Morphic slowness (was Re: Does *anyone* use MVC?)
Andreas Raab
Andreas.Raab at gmx.de
Sun Aug 4 00:49:47 UTC 2002
Scott,
> When I last asked Andreas (more than a year ago) whether
> *all* calls to #startSteppingSubmorphsOf: were now
> unnecessary, his answer was that "*nearly* all" were now
> unnecessary. This seems to be a case where it clearly *was*
> still necessary, thus corroborating the caution in his reply.
Just curious (because I don't recall the message) did I give a reason
why only "nearly" all calls were unnecessary?! I can't quite see a
reason for this (from todays point of view) but then I don't see why I
didn't just dump this method... ;-)
On the issue of #startSteppingSubmorphsOf: being necessary for updating
menu items: I don't think we need it here. What's obviously happening is
that the updating menu items need a step before they're ever displayed
in order to update their initial contents. Since this is true for all
updating menus it should certainly be integrated into their own
#intoWorld: method. If that is a general problem it could equally well
be integrated into Morph's intoWorld: implementation itself (so that all
stepping morphs get an initial step once they get going).
Cheers,
- Andreas
> -----Original Message-----
> From: squeak-dev-admin at lists.squeakfoundation.org
> [mailto:squeak-dev-admin at lists.squeakfoundation.org] On
> Behalf Of Scott Wallace
> Sent: Sunday, August 04, 2002 12:09 AM
> To: ned at bike-nomad.com; gjjrs0somx001 at sneakemail.com
> Cc: squeak-dev at lists.squeakfoundation.org
> Subject: Re: Morphic slowness (was Re: Does *anyone* use MVC?)
>
>
> Ned and Tim,
>
> After delving quite a bit further into this, I finally
> decided to give up on the early-entry-into-the-world
> approach, and instead frontally addressed the issue of
> getting the updating menu items precomputed without their
> coming into the world, and that seems to do the trick, so at
> the moment this appears to be a vastly favorable alternative,
> resulting in just the invalidations one would hope for, yet
> circumventing the spurious-menu-selection bug.
>
> (See the PS below about how to duplicate the
> spurious-menu-selection bug.
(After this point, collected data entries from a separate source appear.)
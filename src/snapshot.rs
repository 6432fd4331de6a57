//! Snapshot provider boundary
//!
//! The host application answers these queries; the server never caches the
//! results, so every request sees current values. Implementations must be
//! safe to call from several worker threads at once.

use std::time::Instant;
use thiserror::Error;

/// Nominal full tick rate, also used when the host cannot report TPS
pub const NOMINAL_TPS: f64 = 20.0;

/// Failure reading an optional host metric
#[derive(Debug, Error)]
pub enum SnapshotError {
    /// The host does not expose this metric
    #[error("{0} is not available")]
    Unavailable(&'static str),
    /// The host exposes the metric but reading it failed
    #[error("metric query failed: {0}")]
    Failed(String),
}

/// One loaded world as reported by the host
#[derive(Debug, Clone, PartialEq)]
pub struct WorldInfo {
    /// World name
    pub name: String,
    /// Environment kind (e.g. `NORMAL`, `NETHER`)
    pub environment: String,
    /// Players currently in this world
    pub players: u32,
    /// Loaded chunk count
    pub loaded_chunks: u32,
    /// Entity count
    pub entities: u32,
}

/// Static-ish facts about the host server
#[derive(Debug, Clone, Default, PartialEq)]
pub struct ServerMetadata {
    /// Server implementation name
    pub name: String,
    /// Server version string
    pub version: String,
    /// Message of the day
    pub motd: Option<String>,
    /// Version of the host's plugin API
    pub api_version: Option<String>,
    /// Version of the runtime the host runs on
    pub runtime_version: Option<String>,
    /// Operating system name
    pub operating_system: Option<String>,
    /// Available CPU cores
    pub cpu_cores: Option<u32>,
    /// Configured view distance
    pub view_distance: Option<u32>,
    /// Configured simulation distance
    pub simulation_distance: Option<u32>,
    /// Number of installed plugins
    pub plugins_count: Option<u32>,
}

/// Point-in-time queries into the host application
pub trait SnapshotProvider: Send + Sync {
    /// Names of online players, in host order
    fn online_player_names(&self) -> Vec<String>;

    /// Player slot limit
    fn max_players(&self) -> u32;

    /// Recent ticks per second. May fail when the host hides the counter.
    fn tps(&self) -> Result<f64, SnapshotError>;

    /// Heap in use, in MiB
    fn heap_used_mb(&self) -> u64;

    /// Heap limit, in MiB
    fn heap_max_mb(&self) -> u64;

    /// Seconds since the host came up
    fn uptime_seconds(&self) -> u64;

    /// Loaded worlds
    fn worlds(&self) -> Vec<WorldInfo>;

    /// Server identity and settings
    fn server_metadata(&self) -> ServerMetadata;
}

/// TPS as served to clients: failures and garbage collapse to the nominal rate.
pub fn effective_tps(provider: &dyn SnapshotProvider) -> f64 {
    match provider.tps() {
        Ok(tps) if tps.is_finite() => tps.clamp(0.0, NOMINAL_TPS),
        Ok(tps) => {
            tracing::debug!(tps, "non-finite TPS reported, using nominal rate");
            NOMINAL_TPS
        }
        Err(e) => {
            tracing::debug!(error = %e, "TPS unavailable, using nominal rate");
            NOMINAL_TPS
        }
    }
}

/// Provider describing the current process, for running without a host
pub struct ProcessSnapshot {
    started: Instant,
    metadata: ServerMetadata,
    max_players: u32,
    heap_max_mb: u64,
    worlds: Vec<WorldInfo>,
}

impl ProcessSnapshot {
    /// Create a provider; uptime counts from now
    pub fn new(name: &str, max_players: u32, heap_max_mb: u64) -> Self {
        let cpu_cores = std::thread::available_parallelism()
            .ok()
            .and_then(|n| u32::try_from(n.get()).ok());

        Self {
            started: Instant::now(),
            metadata: ServerMetadata {
                name: name.to_string(),
                version: env!("CARGO_PKG_VERSION").to_string(),
                operating_system: Some(std::env::consts::OS.to_string()),
                cpu_cores,
                ..ServerMetadata::default()
            },
            max_players,
            heap_max_mb,
            worlds: Vec::new(),
        }
    }

    /// Report these worlds
    pub fn with_worlds(mut self, worlds: Vec<WorldInfo>) -> Self {
        self.worlds = worlds;
        self
    }

    /// Set the message of the day
    pub fn with_motd(mut self, motd: impl Into<String>) -> Self {
        self.metadata.motd = Some(motd.into());
        self
    }
}

impl SnapshotProvider for ProcessSnapshot {
    fn online_player_names(&self) -> Vec<String> {
        Vec::new()
    }

    fn max_players(&self) -> u32 {
        self.max_players
    }

    fn tps(&self) -> Result<f64, SnapshotError> {
        Err(SnapshotError::Unavailable("tick rate"))
    }

    fn heap_used_mb(&self) -> u64 {
        memory_stats::memory_stats()
            .map(|usage| (usage.physical_mem / (1024 * 1024)) as u64)
            .unwrap_or(0)
    }

    fn heap_max_mb(&self) -> u64 {
        self.heap_max_mb
    }

    fn uptime_seconds(&self) -> u64 {
        self.started.elapsed().as_secs()
    }

    fn worlds(&self) -> Vec<WorldInfo> {
        self.worlds.clone()
    }

    fn server_metadata(&self) -> ServerMetadata {
        self.metadata.clone()
    }
}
The seemingly sporadic, random
> nature of this bug is due to the fact that it depends on the
> precise dynamic wording of the "undo" item in the world menu
> at the moment, which depends on earlier history of actions in
> the image.)
>
> Regarding the question of whether the
> #startSteppingSubmorphsOf: call (in the earlier approach) had
> been necessary: theoretically it was not necessary, but in
> this case, demonstrably, it *was* necessary. Without the
> startStepping... call, the bug still happened.
>
> When I last asked Andreas (more than a year ago) whether
> *all* calls to #startSteppingSubmorphsOf: were now
> unnecessary, his answer was that "*nearly* all" were now
> unnecessary. This seems to be a case where it clearly *was*
> still necessary, thus corroborating the caution in his reply.
>
> In any case, if we adopt the approach of the attached
> fileout, the point may be moot here.
>
> Please let me know what your experiences are with this. Thanks.
>
> Cheers,
>
> -- Scott
>
> PS: The conditions that trigger the spurious-menu-selection
> bug, in the case of the world menu, are that undo be enabled
> and that the dynamic wording of the "undo" or "redo" command
> be *wider* than the default width of the world menu. Even
> one pixel wider will trigger the bug. If you move a
> rectangle named "Rectangle", so that the undo wording becomes
> 'undo 'move Rectangle'", that's wide enough.
>
>
> At 7:47 AM -0700 8/3/02, Ned Konz wrote:
> >On Saturday 03 August 2002 02:15 am, Scott Wallace wrote:
> >> The attached change set offers the following compromise: it still
> >> puts the menu into the world before final positioning, so that the
> >> menu's items can step, but it does so only after giving the menu an
> >> assuredly-off-screen position, so that no screen invalidation
> >> occurs. Once the menu items have stepped, the actual positioning
> >> of the menu takes place.
> >
> >Scott, is it necessary to call #startSteppingSubmorphsOf: considering
> >that you already call #addMorph, which calls #intoWorld:, which
> >already starts everything stepping (per Andreas)?